[[ Working data, beginning ]]

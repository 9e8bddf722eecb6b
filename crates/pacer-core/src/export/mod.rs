//! Rendering one [`Plan`] into many artifact formats.
//!
//! Every serializer implements [`Exporter`], a pure function of
//! `(Plan, ExportOptions)` returning named byte payloads. Callers go through
//! [`export`], which applies anonymization before any serializer sees the
//! plan, so no format can leak the profile name or email.
//!
//! ```text
//! ┌─────────────────┐    ┌─────────────────┐    ┌─────────────────┐
//! │  Plan + Options │    │    export()     │    │   Artifacts     │
//! │   (read-only)   │───▶│ anonymize, then │───▶│ name + media    │
//! │                 │    │ Exporter::render│    │ type + bytes    │
//! └─────────────────┘    └─────────────────┘    └─────────────────┘
//! ```
//!
//! ## Submodules
//!
//! - [`ics`]: iCalendar events with reminders
//! - [`tabular`]: CSV rows, plus [`tabular::parse_tabular`] to read them back
//! - [`json`]: structured document, plus [`json::parse_structured`]
//! - [`tracker`]: SpreadsheetML workbook with formula columns
//! - [`markdown`]: printable checklist
//! - [`pdf`]: paginated PDF document
//! - [`qr`]: plan summary as QR code SVGs
//! - [`voice`]: narrated script
//! - [`fitness`]: Google Fit and Apple Health workout imports

pub mod fitness;
pub mod ics;
pub mod json;
pub mod markdown;
pub mod pdf;
pub mod qr;
pub mod tabular;
pub mod tracker;
pub mod voice;

#[cfg(test)]
mod tests;

use std::{fmt, str::FromStr};

use log::debug;
use serde::{Deserialize, Serialize};

use crate::{
    display::MinutesSeconds,
    error::Result,
    models::{ExportOptions, Plan, PlanLabels, SessionPlan},
    planner::AnonymizeFilter,
};

/// Every artifact format Pacer can produce.
#[derive(Debug, Clone, Copy, PartialEq, Eq, Hash, PartialOrd, Ord, Serialize, Deserialize)]
#[serde(rename_all = "kebab-case")]
pub enum Format {
    Ics,
    Csv,
    Json,
    Tracker,
    Markdown,
    Pdf,
    Qr,
    Voice,
    GoogleFit,
    AppleHealth,
}

impl Format {
    /// All formats in their canonical order.
    pub fn all() -> &'static [Format] {
        &[
            Format::Ics,
            Format::Csv,
            Format::Json,
            Format::Tracker,
            Format::Markdown,
            Format::Pdf,
            Format::Qr,
            Format::Voice,
            Format::GoogleFit,
            Format::AppleHealth,
        ]
    }

    pub fn as_str(&self) -> &'static str {
        match self {
            Format::Ics => "ics",
            Format::Csv => "csv",
            Format::Json => "json",
            Format::Tracker => "tracker",
            Format::Markdown => "markdown",
            Format::Pdf => "pdf",
            Format::Qr => "qr",
            Format::Voice => "voice",
            Format::GoogleFit => "google-fit",
            Format::AppleHealth => "apple-health",
        }
    }

    /// File names of the artifacts this format produces.
    pub fn artifact_names(&self) -> &'static [&'static str] {
        match self {
            Format::Ics => &["c25k-plan.ics"],
            Format::Csv => &["c25k-plan.csv"],
            Format::Json => &["c25k-plan.json"],
            Format::Tracker => &["c25k-tracker.xml"],
            Format::Markdown => &["c25k-checklist.md"],
            Format::Pdf => &["c25k-plan.pdf"],
            Format::Qr => &["c25k-plan-qr.svg", "c25k-plan-qr-accessible.svg"],
            Format::Voice => &["c25k-voice-script.txt"],
            Format::GoogleFit => &["c25k-google-fit.csv"],
            Format::AppleHealth => &["c25k-apple-health.csv"],
        }
    }
}

impl fmt::Display for Format {
    fn fmt(&self, f: &mut fmt::Formatter<'_>) -> fmt::Result {
        f.write_str(self.as_str())
    }
}

impl FromStr for Format {
    type Err = String;

    fn from_str(s: &str) -> std::result::Result<Self, Self::Err> {
        let lower = s.trim().to_lowercase().replace('_', "-");
        match lower.as_str() {
            "ical" | "calendar" => return Ok(Format::Ics),
            "xlsx" | "excel" | "spreadsheet" => return Ok(Format::Tracker),
            "md" | "checklist" => return Ok(Format::Markdown),
            "qrcode" => return Ok(Format::Qr),
            "script" => return Ok(Format::Voice),
            _ => {}
        }
        Format::all()
            .iter()
            .copied()
            .find(|format| format.as_str() == lower)
            .ok_or_else(|| format!("Invalid format: {s}"))
    }
}

/// One named output payload.
#[derive(Debug, Clone, PartialEq, Eq)]
pub struct Artifact {
    /// File name, unique across all formats
    pub name: String,
    pub media_type: &'static str,
    pub bytes: Vec<u8>,
}

impl Artifact {
    pub fn new(name: &str, media_type: &'static str, bytes: Vec<u8>) -> Self {
        Self {
            name: name.to_string(),
            media_type,
            bytes,
        }
    }

    /// The payload as UTF-8 text, if it is text.
    pub fn text(&self) -> Option<&str> {
        std::str::from_utf8(&self.bytes).ok()
    }
}

/// A serializer for one format.
///
/// Implementations must be deterministic and must not keep state between
/// calls; the runner may invoke several exporters on one plan in parallel.
pub trait Exporter: Send + Sync {
    fn format(&self) -> Format;

    /// Serialize an already anonymized plan.
    ///
    /// # Errors
    ///
    /// Returns `PacerError::Export` when the artifact cannot be produced.
    fn render(&self, plan: &Plan, options: &ExportOptions) -> Result<Vec<Artifact>>;
}

/// The serializer for `format`.
pub fn exporter_for(format: Format) -> Box<dyn Exporter> {
    match format {
        Format::Ics => Box::new(ics::IcsExporter),
        Format::Csv => Box::new(tabular::TabularExporter),
        Format::Json => Box::new(json::JsonExporter),
        Format::Tracker => Box::new(tracker::TrackerExporter),
        Format::Markdown => Box::new(markdown::MarkdownExporter),
        Format::Pdf => Box::new(pdf::PdfExporter),
        Format::Qr => Box::new(qr::QrExporter),
        Format::Voice => Box::new(voice::VoiceExporter),
        Format::GoogleFit => Box::new(fitness::GoogleFitExporter),
        Format::AppleHealth => Box::new(fitness::AppleHealthExporter),
    }
}

/// Render `plan` as `format`, anonymizing first when requested.
///
/// Anonymization applies when either the options or the profile ask for it.
/// Free text in the options (share link, advisory) is scrubbed with the same
/// filter.
///
/// # Errors
///
/// Returns `PacerError::Export` for the failing format.
pub fn export(format: Format, plan: &Plan, options: &ExportOptions) -> Result<Vec<Artifact>> {
    let exporter = exporter_for(format);
    debug!("Rendering {format}");
    if options.anonymize || plan.profile.anonymize {
        let filter = AnonymizeFilter::for_profile(&plan.profile);
        let plan = filter.apply(plan);
        let options = ExportOptions {
            anonymize: true,
            share_link: options.share_link.as_deref().map(|s| filter.scrub(s)),
            advisory: options.advisory.as_deref().map(|s| filter.scrub(s)),
            ..options.clone()
        };
        exporter.render(&plan, &options)
    } else {
        exporter.render(plan, options)
    }
}

/// `Week 1, Day 2` in the plan's language.
pub(crate) fn session_heading(labels: &PlanLabels, session: &SessionPlan) -> String {
    format!(
        "{} {}, {} {}",
        labels.week, session.week, labels.day, session.day
    )
}

/// Date, start time and adjusted duration: the facts every format repeats.
pub(crate) fn session_timing(session: &SessionPlan) -> String {
    format!(
        "{} {} {}",
        session.date,
        session.start_time.strftime("%H:%M"),
        MinutesSeconds(session.adjusted_seconds)
    )
}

[[ Working data, end ]]

● Directions
Every record is to be written out verbatim.

● Output
repository 9e8bddf722eecb6b
filename crates/pacer-core/src/export/mod.rs
//! Rendering one [`Plan`] into many artifact formats.
//!
//! Every serializer implements [`Exporter`], a pure function of
//! `(Plan, ExportOptions)` returning named byte payloads. Callers go through
//! [`export`], which applies anonymization before any serializer sees the
//! plan, so no format can leak the profile name or email.
//!
//! ```text
//! ┌─────────────────┐    ┌─────────────────┐    ┌─────────────────┐
//! │  Plan + Options │    │    export()     │    │   Artifacts     │
//! │   (read-only)   │───▶│ anonymize, then │───▶│ name + media    │
//! │                 │    │ Exporter::render│    │ type + bytes    │
//! └─────────────────┘    └─────────────────┘    └─────────────────┘
//! ```
//!
//! ## Submodules
//!
//! - [`ics`]: iCalendar events with reminders
//! - [`tabular`]: CSV rows, plus [`tabular::parse_tabular`] to read them back
//! - [`json`]: structured document, plus [`json::parse_structured`]
//! - [`tracker`]: SpreadsheetML workbook with formula columns
//! - [`markdown`]: printable checklist
//! - [`pdf`]: paginated PDF document
//! - [`qr`]: plan summary as QR code SVGs
//! - [`voice`]: narrated script
//! - [`fitness`]: Google Fit and Apple Health workout imports

pub mod fitness;
pub mod ics;
pub mod json;
pub mod markdown;
pub mod pdf;
pub mod qr;
pub mod tabular;
pub mod tracker;
pub mod voice;

#[cfg(test)]
mod tests;

use std::{fmt, str::FromStr};

use log::debug;
use serde::{Deserialize, Serialize};

use crate::{
    display::MinutesSeconds,
    error::Result,
    models::{ExportOptions, Plan, PlanLabels, SessionPlan},
    planner::AnonymizeFilter,
};

/// Every artifact format Pacer can produce.
#[derive(Debug, Clone, Copy, PartialEq, Eq, Hash, PartialOrd, Ord, Serialize, Deserialize)]
#[serde(rename_all = "kebab-case")]
pub enum Format {
    Ics,
    Csv,
    Json,
    Tracker,
    Markdown,
    Pdf,
    Qr,
    Voice,
    GoogleFit,
    AppleHealth,
}

impl Format {
    /// All formats in their canonical order.
    pub fn all() -> &'static [Format] {
        &[
            Format::Ics,
            Format::Csv,
            Format::Json,
            Format::Tracker,
            Format::Markdown,
            Format::Pdf,
            Format::Qr,
            Format::Voice,
            Format::GoogleFit,
            Format::AppleHealth,
        ]
    }

    pub fn as_str(&self) -> &'static str {
        match self {
            Format::Ics => "ics",
            Format::Csv => "csv",
            Format::Json => "json",
            Format::Tracker => "tracker",
            Format::Markdown => "markdown",
            Format::Pdf => "pdf",
            Format::Qr => "qr",
            Format::Voice => "voice",
            Format::GoogleFit => "google-fit",
            Format::AppleHealth => "apple-health",
        }
    }

    /// File names of the artifacts this format produces.
    pub fn artifact_names(&self) -> &'static [&'static str] {
        match self {
            Format::Ics => &["c25k-plan.ics"],
            Format::Csv => &["c25k-plan.csv"],
            Format::Json => &["c25k-plan.json"],
            Format::Tracker => &["c25k-tracker.xml"],
            Format::Markdown => &["c25k-checklist.md"],
            Format::Pdf => &["c25k-plan.pdf"],
            Format::Qr => &["c25k-plan-qr.svg", "c25k-plan-qr-accessible.svg"],
            Format::Voice => &["c25k-voice-script.txt"],
            Format::GoogleFit => &["c25k-google-fit.csv"],
            Format::AppleHealth => &["c25k-apple-health.csv"],
        }
    }
}

impl fmt::Display for Format {
    fn fmt(&self, f: &mut fmt::Formatter<'_>) -> fmt::Result {
        f.write_str(self.as_str())
    }
}

impl FromStr for Format {
    type Err = String;

    fn from_str(s: &str) -> std::result::Result<Self, Self::Err> {
        let lower = s.trim().to_lowercase().replace('_', "-");
        match lower.as_str() {
            "ical" | "calendar" => return Ok(Format::Ics),
            "xlsx" | "excel" | "spreadsheet" => return Ok(Format::Tracker),
            "md" | "checklist" => return Ok(Format::Markdown),
            "qrcode" => return Ok(Format::Qr),
            "script" => return Ok(Format::Voice),
            _ => {}
        }
        Format::all()
            .iter()
            .copied()
            .find(|format| format.as_str() == lower)
            .ok_or_else(|| format!("Invalid format: {s}"))
    }
}

/// One named output payload.
#[derive(Debug, Clone, PartialEq, Eq)]
pub struct Artifact {
    /// File name, unique across all formats
    pub name: String,
    pub media_type: &'static str,
    pub bytes: Vec<u8>,
}

impl Artifact {
    pub fn new(name: &str, media_type: &'static str, bytes: Vec<u8>) -> Self {
        Self {
            name: name.to_string(),
            media_type,
            bytes,
        }
    }

    /// The payload as UTF-8 text, if it is text.
    pub fn text(&self) -> Option<&str> {
        std::str::from_utf8(&self.bytes).ok()
    }
}

/// A serializer for one format.
///
/// Implementations must be deterministic and must not keep state between
/// calls; the runner may invoke several exporters on one plan in parallel.
pub trait Exporter: Send + Sync {
    fn format(&self) -> Format;

    /// Serialize an already anonymized plan.
    ///
    /// # Errors
    ///
    /// Returns `PacerError::Export` when the artifact cannot be produced.
    fn render(&self, plan: &Plan, options: &ExportOptions) -> Result<Vec<Artifact>>;
}

/// The serializer for `format`.
pub fn exporter_for(format: Format) -> Box<dyn Exporter> {
    match format {
        Format::Ics => Box::new(ics::IcsExporter),
        Format::Csv => Box::new(tabular::TabularExporter),
        Format::Json => Box::new(json::JsonExporter),
        Format::Tracker => Box::new(tracker::TrackerExporter),
        Format::Markdown => Box::new(markdown::MarkdownExporter),
        Format::Pdf => Box::new(pdf::PdfExporter),
        Format::Qr => Box::new(qr::QrExporter),
        Format::Voice => Box::new(voice::VoiceExporter),
        Format::GoogleFit => Box::new(fitness::GoogleFitExporter),
        Format::AppleHealth => Box::new(fitness::AppleHealthExporter),
    }
}

/// Render `plan` as `format`, anonymizing first when requested.
///
/// Anonymization applies when either the options or the profile ask for it.
/// Free text in the options (share link, advisory) is scrubbed with the same
/// filter.
///
/// # Errors
///
/// Returns `PacerError::Export` for the failing format.
pub fn export(format: Format, plan: &Plan, options: &ExportOptions) -> Result<Vec<Artifact>> {
    let exporter = exporter_for(format);
    debug!("Rendering {format}");
    if options.anonymize || plan.profile.anonymize {
        let filter = AnonymizeFilter::for_profile(&plan.profile);
        let plan = filter.apply(plan);
        let options = ExportOptions {
            anonymize: true,
            share_link: options.share_link.as_deref().map(|s| filter.scrub(s)),
            advisory: options.advisory.as_deref().map(|s| filter.scrub(s)),
            ..options.clone()
        };
        exporter.render(&plan, &options)
    } else {
        exporter.render(plan, options)
    }
}

/// `Week 1, Day 2` in the plan's language.
pub(crate) fn session_heading(labels: &PlanLabels, session: &SessionPlan) -> String {
    format!(
        "{} {}, {} {}",
        labels.week, session.week, labels.day, session.day
    )
}

/// Date, start time and adjusted duration: the facts every format repeats.
pub(crate) fn session_timing(session: &SessionPlan) -> String {
    format!(
        "{} {} {}",
        session.date,
        session.start_time.strftime("%H:%M"),
        MinutesSeconds(session.adjusted_seconds)
    )
}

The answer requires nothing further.